To ensure tiny taxes for rich people in the UK, Scottish people suffer. Scotland was the experimental proving ground for the poll tax and has borne the brunt of the bedroom tax and disability welfare reductions which, until recent independence election bribes from the south, Scottish MPs could not control. This smacks of the exploitative tax collection from the ancient Palestinian peasants to pay for Roman tribute so the rich Romans could live life in the way to which they were accustomed.
Rome based some of their military might in Israel so that it acted as a buffer between Rome and the powerful middle eastern countries and the might that was Egypt.. Scotland is no different as Westminster’s military might in the shape of trident is based unwanted in faslane just as much as the peasant Jews saw the Roman garrisons as being unwanted in Palestine. trident represents so much that is wrong. The money saved by not updating trident would build how many Scottish hospitals, how many Scottish schools, pay for how many destitute and poor people in a welfare system that gave people dignity, …….as well as paying for a good nationalised postal and energy system and a rail system that we all owned.

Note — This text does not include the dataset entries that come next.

//! Interactive 3D annotation viewer core.
//!
//! Turns pointer and keyboard input on a viewer surface into scene-space
//! operations on label drawables, and keeps each viewer's camera, render
//! layer and visibility in step with a versioned application snapshot.
//!
//! ## Modules
//!
//! | Module   | Role |
//! |----------|------|
//! | `state`  | Snapshot schema, versioned store, notification channels, settings |
//! | `input`  | Device → canvas-local → NDC transforms, document keyboard source |
//! | `engine` | Cameras, drawables, shared scene registry, raycasting, viewer phases |
//! | `tools`  | Label interaction delegates |
//! | `viewer` | Per-viewer synchronization core and browser bindings |
//! | `rpc`    | JSON-RPC 2.0 bridge to the embedding page |
//!
//! ## Wiring
//!
//! ```rust,ignore
//! let ctx = AppContext::new(snapshot, ViewerSettings::default());
//! let viewer = Viewer::mount(&ctx, 0, Box::new(SelectionHandler::new()));
//! viewer.attach_surface(Box::new(HtmlCanvasSurface::new(canvas)));
//! ctx.store.dispatch(|s| s.session.active_viewer = Some(0));
//! ```

pub mod engine;
pub mod error;
pub mod input;
pub mod rpc;
pub mod state;
pub mod tools;
pub mod viewer;
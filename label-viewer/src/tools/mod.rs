//! Label interaction delegates.
//!
//! A viewer forwards normalized input to one [`label_handler::LabelHandler`]:
//! pointer positions in NDC, the nearest label hit for moves, and key events
//! while it is the active viewer. The delegate answers whether it consumed
//! the event (mouse) or changed the scene (keys).
//!
//! ### Selection (`selection::SelectionHandler`)
//! - Hovering tracks the nearest label under the pointer
//! - Mouse-down on a hovered label selects it and starts a drag
//! - Mouse-up ends the drag
//! - Double-click or `Escape` clears the selection

/// Delegate contract consumed by the viewer.
pub mod label_handler;

/// Hover-and-click label selection.
pub mod selection;
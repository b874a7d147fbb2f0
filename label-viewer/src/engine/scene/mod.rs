//! Shared label scene: drawable capabilities and the registry every viewer reads.

/// Capability traits and the concrete label drawables.
pub mod drawable;
/// Shared drawable collection, render snapshots and the published camera.
pub mod registry;
use constants::render_settings::{
    CAMERA_FAR, CAMERA_NEAR, GENERIC_FOV_DEGREES, LINE_PRECISION, RAY_FAR, RAY_NEAR,
};
use constants::view_scale::{MAX_SCALE, MIN_SCALE};
use serde::{Deserialize, Serialize};

/// Tunables shared by every viewer in an application context.
///
/// Partial JSON documents are accepted; omitted fields keep their defaults.
#[derive(Debug, Clone, PartialEq, Serialize, Deserialize)]
#[serde(default)]
pub struct ViewerSettings {
    pub fov_degrees: f32,
    pub camera_near: f32,
    pub camera_far: f32,
    pub ray_near: f32,
    pub ray_far: f32,
    pub line_precision: f32,
    pub min_scale: f32,
    pub max_scale: f32,
}

impl Default for ViewerSettings {
    fn default() -> Self {
        Self {
            fov_degrees: GENERIC_FOV_DEGREES,
            camera_near: CAMERA_NEAR,
            camera_far: CAMERA_FAR,
            ray_near: RAY_NEAR,
            ray_far: RAY_FAR,
            line_precision: LINE_PRECISION,
            min_scale: MIN_SCALE,
            max_scale: MAX_SCALE,
        }
    }
}

impl ViewerSettings {
    pub fn from_json(json: &str) -> crate::error::Result<Self> {
        Ok(serde_json::from_str(json)?)
    }

    /// Whether `scale` lies in `[min_scale, max_scale)`.
    pub fn scale_in_range(&self, scale: f32) -> bool {
        scale >= self.min_scale && scale < self.max_scale
    }
}

#[cfg(test)]
mod tests {
    use super::*;

    #[test]
    fn partial_json_keeps_defaults() {
        let settings = ViewerSettings::from_json(r#"{ "ray_far": 250.0 }"#).unwrap();
        assert_eq!(settings.ray_far, 250.0);
        assert_eq!(settings.ray_near, RAY_NEAR);
        assert_eq!(settings.fov_degrees, 45.0);
        assert_eq!(settings.line_precision, 0.02);
    }

    #[test]
    fn scale_range_is_half_open() {
        let settings = ViewerSettings::default();
        assert!(settings.scale_in_range(MIN_SCALE));
        assert!(settings.scale_in_range(2.0));
        assert!(!settings.scale_in_range(MAX_SCALE));
        assert!(!settings.scale_in_range(0.5));
    }

    #[test]
    fn malformed_json_is_an_error() {
        assert!(ViewerSettings::from_json("{ ray_far: }").is_err());
    }
}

When the romans crucified Jesus they tried to control the propaganda over his predicted resurrection by posting guards at his tomb. Truth will out….you cannot fool all the people all the time…. christ was resurrected and we all know. The controlling propaganda from Westminster that uses fear but offers little but further cuts, divisiveness and misery will also in the end be seen for what it is. Westminster….like the Romans….is trying to rule another nation and is creating misery for many, especially the poor. Jesus spoke into this and as christian socialists should we do anything less?